Elder Rachael Watcher has been a practicing Witch all of her adult life and a Wiccan for more than 30 years, the last 20 as an elder. She is an active member and frequent trustee of her own national organization, Covenant of the Goddess. Her primary work is in communications, focused on audio/visual and journal production. She has edited several pagan journals over the years and is currently transferring them and other historical documents onto digital media, making them available for future research. A long-time interfaith activist, Rachael is active in United Religions Initiative through the Think Peace International Cooperation Circle and other URI CCs. She was the technical director of the Interfaith Center at the Presidio’s video team that broadcast 20 live interviews over the web from the 2009 Parliament of the World’s Religions in Melbourne. She is also a trustee of the North American Interfaith Network.
Annalee Ward
Dr. Annalee Ward directs the Wendt Character Initiative, a campus-wide effort to promote excellent moral character and lives of purpose. She brings a passion for students and a love of learning to the work of guiding the various programs. After a long career as a professor of communication arts, her generalist background, interest in ethics, rhetoric, and popular culture, along with work on the art of preaching inform her work in the Center.
"It's a privilege to work collaboratively with students, faculty, and staff in an environment where a meaning-filled University Mission guides our work all for the glory of God.”
Her research interests are diverse, and currently she facilitates a research team that produces an online journal, "Character and . . ."

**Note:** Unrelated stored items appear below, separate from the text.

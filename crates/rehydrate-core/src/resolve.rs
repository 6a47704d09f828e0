use rehydrate_schema::EntitySchema;
use rehydrate_value::{Container, EntityId, PathSegment, Shape};

/// A reference resolved to its canonical entity.
#[derive(Debug, Clone)]
pub struct Resolved<V> {
    pub entity: V,
    /// `None` for embedded entities whose id rule yields nothing; those are not memoized.
    pub id: Option<EntityId>,
}

/// Resolves an id or embedded entity against the store.
///
/// Mappings are taken as already embedded and keep their own attributes. Scalars are ids looked
/// up under `store[schema.key()][id]`. Returns `None` when there is nothing to resolve to.
pub fn resolve<V: Container>(value: &V, store: &V, schema: &EntitySchema) -> Option<Resolved<V>> {
    match value.shape() {
        Shape::Mapping => Some(Resolved {
            entity: value.clone(),
            id: schema.id_of(value),
        }),
        Shape::Scalar => {
            let id = value.as_entity_id()?;
            let entity = lookup(store, schema.key(), &id)?;
            Some(Resolved {
                entity,
                id: Some(id),
            })
        }
        Shape::Null | Shape::Sequence => None,
    }
}

/// Reads `store[key][id]`. A missing or null record is reported as absent.
pub fn lookup<V: Container>(store: &V, key: &str, id: &EntityId) -> Option<V> {
    let record = store
        .get_at_path(&[PathSegment::key(key), PathSegment::from(id)])
        .filter(|record| !record.is_null());
    if record.is_none() {
        log::debug!("no {key} record with id '{id}' in store");
    }
    record
}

Some of her publications include: Mouse Morality: The Rhetoric of Disney Animated Film; “The Tourist Gaze and the Church: Megachurch as Tourist Site;” “Gran Torino and Moral Order;” and “Multi-dimensional Media of Theme Parks and Museums.”
Robert Walter
Robert Walter left a ten-year New York theater career as a director, production manager, and playwright after working on several projects with mythologist Joseph Campbell at Lincoln Center in New York City. The collaboration with Professor Campbell grew to become Bob’s lifework. Three years after Campbell’s death in 1987, he was named president and executive director of the Joseph Campbell Foundation, and thereby its executive editor and publisher of Campbell’s writing and films. A master teacher and a Taoist, Bob has a long history as an interfaith activist. He has presented papers, seminars, and workshops at the Parliament of the World’s Religions, the New York Open Center, the Aspen Institute, Esalen Institute, the Smithsonian Institution, and educational settings in the United States and abroad. For six years he served as a United Religions Initiative trustee, and he is closely connected to the Interfaith Center at the Presidio.